I've simplified my example a little bit. My model actually has a few one-to-many relationships so I'm going to need to do this to other relationships as well.
I'm looking for a general way to process these nested relationships for my classifier (or use some other technique than decision trees to handle data that looks like this). What technique can be used to process this kind of data or predict an outcome with a classifier using nested features like these?
 A: You may want to look into the area known as statistical relational learning; there's a book called Introduction to Statistical Relational Learning edited by Lise Getoor and Ben Taskar.
In particular, there's a family of decision tree-based methods in this area known as relational probability trees; an early paper is Neville, Jensen, Friedland, and Hay, Learning Relational Probability Trees, ACM SIGKDD 2003.
There are also extensions to spatiotemporal data, with extensive applications to meteorology, by Amy McGovern and collaborators; a fairly recent journal paper is McGovern, Troutman, Brown, Williams, and Abernethy, Enhanced spatiotemporal relational probability trees and forests, Data Mining and Knowledge Discovery 2012.
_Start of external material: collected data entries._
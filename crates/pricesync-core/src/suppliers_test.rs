use std::path::Path;

use super::*;

fn make_supplier(name: &str) -> Supplier {
    Supplier {
        name: name.to_string(),
        endpoint: "https://prices.example.com/list".to_string(),
        module_id: Some(1),
        format: ResponseFormat::Json,
        mapping: Some(FieldMapping::canonical()),
        status_vocabulary: StatusVocabulary::default(),
        is_active: true,
        table_selector: None,
    }
}

// -----------------------------------------------------------------------
// slug
// -----------------------------------------------------------------------

#[test]
fn slug_replaces_spaces_with_underscores() {
    assert_eq!(make_supplier("Supplier JSON Demo").slug(), "supplier_json_demo");
}

#[test]
fn slug_strips_special_characters() {
    assert_eq!(make_supplier("Bahara (H2H) Pulsa!").slug(), "bahara_h2h_pulsa");
}

#[test]
fn slug_collapses_repeated_separators() {
    assert_eq!(make_supplier("  Oke   Connect_ ").slug(), "oke_connect");
}

// -----------------------------------------------------------------------
// StatusVocabulary
// -----------------------------------------------------------------------

#[test]
fn vocabulary_lowercases_raw_token_before_lookup() {
    let vocab: StatusVocabulary = [("gangguan", "0"), ("open", "1")].into_iter().collect();
    assert_eq!(vocab.normalize("Open"), "1");
    assert_eq!(vocab.normalize("GANGGUAN"), "0");
}

#[test]
fn vocabulary_unknown_token_is_inactive() {
    let vocab: StatusVocabulary = [("1", "1")].into_iter().collect();
    assert_eq!(vocab.normalize("tersedia"), "0");
}

#[test]
fn empty_vocabulary_is_always_inactive() {
    let vocab = StatusVocabulary::default();
    assert!(vocab.is_empty());
    assert_eq!(vocab.normalize("1"), "0");
    assert_eq!(vocab.normalize(""), "0");
}

#[test]
fn vocabulary_keys_are_matched_verbatim() {
    // Raw tokens are lower-cased but keys are not, so a mixed-case key
    // can never match.
    let vocab: StatusVocabulary = [("Open", "1")].into_iter().collect();
    assert_eq!(vocab.normalize("Open"), "0");
}

// -----------------------------------------------------------------------
// FieldMapping
// -----------------------------------------------------------------------

#[test]
fn mapping_accepts_legacy_aliases() {
    let yaml = "kode: kode\ndeskripsi: keterangan\nharga: price\nstatus: status\n";
    let mapping: FieldMapping = serde_yaml::from_str(yaml).unwrap();
    assert_eq!(mapping.source_for(CanonicalField::Code), Some("kode"));
    assert_eq!(
        mapping.source_for(CanonicalField::Description),
        Some("keterangan")
    );
    assert_eq!(mapping.source_for(CanonicalField::Price), Some("price"));
    assert_eq!(mapping.source_for(CanonicalField::Status), Some("status"));
}

#[test]
fn mapping_rejects_unknown_keys() {
    let yaml = "code: kode\nstock: qty\n";
    let err = serde_yaml::from_str::<FieldMapping>(yaml).unwrap_err();
    assert!(err.to_string().contains("stock"), "got: {err}");
}

#[test]
fn canonical_mapping_reads_same_named_keys() {
    let mapping = FieldMapping::canonical();
    for field in CanonicalField::ALL {
        assert_eq!(mapping.source_for(field), Some(field.as_str()));
    }
}

// -----------------------------------------------------------------------
// ResponseFormat
// -----------------------------------------------------------------------

#[test]
fn response_format_is_case_insensitive() {
    assert_eq!(ResponseFormat::from("JSON".to_string()), ResponseFormat::Json);
    assert_eq!(ResponseFormat::from(" html ".to_string()), ResponseFormat::Html);
}

#[test]
fn response_format_keeps_unknown_tag() {
    assert_eq!(
        ResponseFormat::from("xml".to_string()),
        ResponseFormat::Unsupported("xml".to_string())
    );
    assert_eq!(ResponseFormat::Unsupported("xml".into()).to_string(), "xml");
}

// -----------------------------------------------------------------------
// parse_suppliers / validation
// -----------------------------------------------------------------------

#[test]
fn parse_suppliers_reads_full_definition() {
    let yaml = r#"
suppliers:
  - name: Supplier JSON Demo
    url_harga: https://okeconnect.example.com/harga/json
    id_oto_modul: 1
    web_response_type: json
    mapping:
      kode: kode
      deskripsi: keterangan
      harga: price
      status: status
    status_mapping:
      "1": "1"
      "0": "0"
  - name: Supplier HTML Demo
    endpoint: https://bahara.example.com/harga.js.php
    format: HTML
    table_selector: "table.harga tr"
    status_vocabulary:
      open: "1"
      gangguan: "0"
    is_active: false
"#;
    let file = parse_suppliers(yaml).expect("valid suppliers file");
    assert_eq!(file.suppliers.len(), 2);

    let json = &file.suppliers[0];
    assert_eq!(json.format, ResponseFormat::Json);
    assert_eq!(json.module_id, Some(1));
    assert!(json.is_active);
    assert_eq!(
        json.mapping.as_ref().and_then(|m| m.description.as_deref()),
        Some("keterangan")
    );

    let html = &file.suppliers[1];
    assert_eq!(html.format, ResponseFormat::Html);
    assert!(html.mapping.is_none());
    assert!(!html.is_active);
    assert_eq!(html.table_selector.as_deref(), Some("table.harga tr"));
    assert_eq!(html.status_vocabulary.normalize("Open"), "1");

    let active: Vec<&str> = file.active().map(|s| s.name.as_str()).collect();
    assert_eq!(active, vec!["Supplier JSON Demo"]);
}

#[test]
fn parse_suppliers_keeps_unsupported_format_for_dispatch() {
    let yaml = r"
suppliers:
  - name: Legacy XML
    endpoint: https://legacy.example.com/prices.xml
    format: xml
";
    let file = parse_suppliers(yaml).expect("unknown format is not a load error");
    assert_eq!(
        file.suppliers[0].format,
        ResponseFormat::Unsupported("xml".to_string())
    );
}

#[test]
fn parse_suppliers_rejects_unknown_mapping_key() {
    let yaml = r"
suppliers:
  - name: Bad Mapping
    endpoint: https://bad.example.com
    format: json
    mapping:
      code: kode
      stok: qty
";
    let err = parse_suppliers(yaml).unwrap_err();
    assert!(matches!(err, ConfigError::SuppliersFileParse(_)), "got: {err:?}");
}

#[test]
fn validate_rejects_empty_name() {
    let file = SuppliersFile {
        suppliers: vec![make_supplier("   ")],
    };
    let err = validate_suppliers(&file).unwrap_err();
    assert!(err.to_string().contains("non-empty"));
}

#[test]
fn validate_rejects_duplicate_name() {
    let file = SuppliersFile {
        suppliers: vec![make_supplier("Oke Connect"), make_supplier("oke connect")],
    };
    let err = validate_suppliers(&file).unwrap_err();
    assert!(err.to_string().contains("duplicate supplier name"));
}

#[test]
fn validate_rejects_duplicate_slug() {
    let file = SuppliersFile {
        suppliers: vec![make_supplier("Oke Connect"), make_supplier("Oke  Connect!")],
    };
    let err = validate_suppliers(&file).unwrap_err();
    assert!(err.to_string().contains("slug"));
}

#[test]
fn validate_rejects_non_http_endpoint() {
    let mut supplier = make_supplier("FTP Supplier");
    supplier.endpoint = "ftp://prices.example.com/list".to_string();
    let file = SuppliersFile {
        suppliers: vec![supplier],
    };
    let err = validate_suppliers(&file).unwrap_err();
    assert!(err.to_string().contains("http(s) URL"));
}

#[test]
fn non_canonical_status_targets_load_and_normalize_inactive() {
    let yaml = r#"
suppliers:
  - name: Supplier JSON Demo
    url_harga: https://okeconnect.example.com/harga/json
    id_oto_modul: 1
    web_response_type: json
    mapping: { code: kode, description: keterangan, price: price, status: status }
    status_mapping: { "1": "1", "0": "0" }
  - name: Supplier HTML Demo
    url_harga: https://bahara.example.com/harga.js.php
    id_oto_modul: 2
    web_response_type: html
    status_mapping: { "1": "Open", "0": "Gangguan" }
"#;
    let file = parse_suppliers(yaml).expect("vocabulary targets are not a load error");
    assert_eq!(file.suppliers.len(), 2);

    let html = &file.suppliers[1];
    let odd: Vec<(&str, &str)> = html.status_vocabulary.non_canonical_targets().collect();
    assert_eq!(odd, vec![("0", "Gangguan"), ("1", "Open")]);
    assert_eq!(html.status_vocabulary.normalize("1"), INACTIVE_STATUS);
    assert_eq!(html.status_vocabulary.normalize("open"), INACTIVE_STATUS);

    let json = &file.suppliers[0];
    assert_eq!(json.status_vocabulary.non_canonical_targets().count(), 0);
    assert_eq!(json.status_vocabulary.normalize("1"), ACTIVE_STATUS);
}

#[test]
fn find_is_case_insensitive() {
    let file = SuppliersFile {
        suppliers: vec![make_supplier("Oke Connect")],
    };
    assert!(file.find("OKE CONNECT").is_some());
    assert!(file.find("bahara").is_none());
}

#[test]
fn load_suppliers_reports_missing_file() {
    let err = load_suppliers(Path::new("/nonexistent/suppliers.yaml")).unwrap_err();
    assert!(matches!(err, ConfigError::SuppliersFileIo { .. }));
}

#[test]
fn load_suppliers_from_temp_file() {
    let dir = tempfile::tempdir().expect("tempdir");
    let path = dir.path().join("suppliers.yaml");
    std::fs::write(
        &path,
        "suppliers:\n  - name: Temp\n    endpoint: http://localhost/prices\n    format: json\n",
    )
    .unwrap();
    let file = load_suppliers(&path).expect("valid file");
    assert_eq!(file.suppliers[0].name, "Temp");
}

#[test]
fn load_suppliers_from_real_file() {
    let path = Path::new(env!("CARGO_MANIFEST_DIR"))
        .join("..")
        .join("..")
        .join("config")
        .join("suppliers.yaml");
    assert!(
        path.exists(),
        "suppliers.yaml missing at {path:?}; required for this test"
    );
    let result = load_suppliers(&path);
    assert!(result.is_ok(), "failed to load suppliers.yaml: {result:?}");
    assert!(!result.unwrap().suppliers.is_empty());
}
I don't know offhand of publicly available code for these methods, but it's a place to start.
A: Two popular relational learners are TILDE and FOIL.
TILDE is a relational decision tree learner, which comes bundled with ACE.
Another good book in the same domain is by Luc De Raedt, Logical and Relational Learning, Springer, 2008.
A: Although there is nesting and relations here, they are time-dependent. The best model is one that processes sequences.
Each user is a sequence of jobs.  Each job is a vector.  Role name and employment type could just be one-hot encoded.  The dates could be treated the same, or even better incorporated somehow into the structure of the sequences.  You could get arbitrarily creative with how you would like to represent these raw data, but if done right you will lose almost no information.  Especially, as a sequence, you retain information on order, which was not present before.  Otherwise, you treat an "engineer turned manager" the same as a "manager turned engineer", which is not the case.
Now, you can take advantage of all of the work done in this area (e.g., RNN, LSTM, GRU, RA) as well as many powerful libraries in tow (Keras, TF, Theano).